How To Keep The Memory Of A Lost Loved One Alive For Your Children

31st August this year marks twenty years since Princess Diana died, and her sons were left without their mother. Recently, Princes William and Harry recorded a documentary: Diana, Our Mother. During this documentary, William talked about how he wonders what kind of a grandmother Diana would have been, and the ways in which he and Princess Kate help their two children be aware of who she was.


 

Of course, William and Harry are not the only ones who have lost their mother before they have had their own children. There are many children who have never met a grandparent, and it can be emotional and difficult for their parents to get a sense of who they were across to them.

 

There are several ways in which you can keep the memory of your loved one alive for your children. During the documentary with William and Harry, it was interesting to hear William talk about the ways he does that for his children. Below are some tips on how you can do this too.

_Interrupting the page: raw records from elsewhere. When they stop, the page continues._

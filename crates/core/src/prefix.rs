//! Length-prefix kinds
//!
//! A variable-length sequence inside a composite is preceded by its element
//! count, written as one of eight fixed-width integer kinds chosen per field.
//!
//! ## Max Length Table
//!
//! | Kind | Width | Max count |
//! |------|-------|-----------|
//! | int8 | 1 | 127 |
//! | uint8 | 1 | 255 |
//! | int16 | 2 | 32767 |
//! | uint16 | 2 | 65535 |
//! | int32 | 4 | 2^31 - 1 |
//! | uint32 | 4 | 2^32 - 1 |
//! | int64 | 8 | 2^63 - 1 |
//! | uint64 | 8 | 2^64 - 1 |

use crate::scalar::ScalarKind;
use serde::{Deserialize, Serialize};
use std::fmt;

/// Integer kind used to write a sequence length
#[derive(Debug, Clone, Copy, PartialEq, Eq, Hash, Serialize, Deserialize)]
#[serde(rename_all = "lowercase")]
pub enum PrefixKind {
    /// Signed 8-bit prefix
    Int8,
    /// Unsigned 8-bit prefix
    Uint8,
    /// Signed 16-bit prefix
    Int16,
    /// Unsigned 16-bit prefix
    Uint16,
    /// Signed 32-bit prefix
    Int32,
    /// Unsigned 32-bit prefix
    Uint32,
    /// Signed 64-bit prefix
    Int64,
    /// Unsigned 64-bit prefix
    Uint64,
}

impl PrefixKind {
    /// All prefix kinds (for iteration)
    pub const ALL: [PrefixKind; 8] = [
        PrefixKind::Int8,
        PrefixKind::Uint8,
        PrefixKind::Int16,
        PrefixKind::Uint16,
        PrefixKind::Int32,
        PrefixKind::Uint32,
        PrefixKind::Int64,
        PrefixKind::Uint64,
    ];

    /// Largest element count each kind can carry
    pub const MAX_LENGTH_TABLE: [(PrefixKind, u64); 8] = [
        (PrefixKind::Int8, i8::MAX as u64),
        (PrefixKind::Uint8, u8::MAX as u64),
        (PrefixKind::Int16, i16::MAX as u64),
        (PrefixKind::Uint16, u16::MAX as u64),
        (PrefixKind::Int32, i32::MAX as u64),
        (PrefixKind::Uint32, u32::MAX as u64),
        (PrefixKind::Int64, i64::MAX as u64),
        (PrefixKind::Uint64, u64::MAX),
    ];

    /// Annotation spelling (`int8` ... `uint64`)
    pub const fn name(&self) -> &'static str {
        match self {
            PrefixKind::Int8 => "int8",
            PrefixKind::Uint8 => "uint8",
            PrefixKind::Int16 => "int16",
            PrefixKind::Uint16 => "uint16",
            PrefixKind::Int32 => "int32",
            PrefixKind::Uint32 => "uint32",
            PrefixKind::Int64 => "int64",
            PrefixKind::Uint64 => "uint64",
        }
    }

    /// Parse from annotation spelling
    pub fn from_name(name: &str) -> Option<Self> {
        match name {
            "int8" => Some(PrefixKind::Int8),
            "uint8" => Some(PrefixKind::Uint8),
            "int16" => Some(PrefixKind::Int16),
            "uint16" => Some(PrefixKind::Uint16),
            "int32" => Some(PrefixKind::Int32),
            "uint32" => Some(PrefixKind::Uint32),
            "int64" => Some(PrefixKind::Int64),
            "uint64" => Some(PrefixKind::Uint64),
            _ => None,
        }
    }

    /// Maximum element count, from the max length table
    pub const fn max_len(&self) -> u64 {
        Self::MAX_LENGTH_TABLE[*self as usize].1
    }

    /// Scalar kind the prefix is written as
    pub const fn scalar_kind(&self) -> ScalarKind {
        match self {
            PrefixKind::Int8 => ScalarKind::I8,
            PrefixKind::Uint8 => ScalarKind::U8,
            PrefixKind::Int16 => ScalarKind::I16,
            PrefixKind::Uint16 => ScalarKind::U16,
            PrefixKind::Int32 => ScalarKind::I32,
            PrefixKind::Uint32 => ScalarKind::U32,
            PrefixKind::Int64 => ScalarKind::I64,
            PrefixKind::Uint64 => ScalarKind::U64,
        }
    }

    /// Encoded width in bytes
    pub const fn width(&self) -> usize {
        self.scalar_kind().width()
    }

    /// Whether a count of `len` elements fits this kind
    pub const fn fits(&self, len: usize) -> bool {
        (len as u64) <= self.max_len()
    }
}

impl fmt::Display for PrefixKind {
    fn fmt(&self, f: &mut fmt::Formatter<'_>) -> fmt::Result {
        f.write_str(self.name())
    }
}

Photographs. Photographs are a great way to not just show children what their grandparent looked like, but also open up conversations about them. You can share your favourite photographs, bring them out at special occasions so they are a part of what you are celebrating too.

 

Memories. Share your memories. It can be something really simple, like what your parent smelled like or a conversation you had with them that has always stuck with you. It could be a bigger memory like a holiday you went on together, or the first argument you had with them. Memories help your children to understand what your relationship with your parent was like. As well as give a sense of who the grandparent was too.

Do something in their memory. Create a new memory with respect to your lost parent. This could be organising a charity event in their honour, or hosting a party to mark a special birthday of your loved one.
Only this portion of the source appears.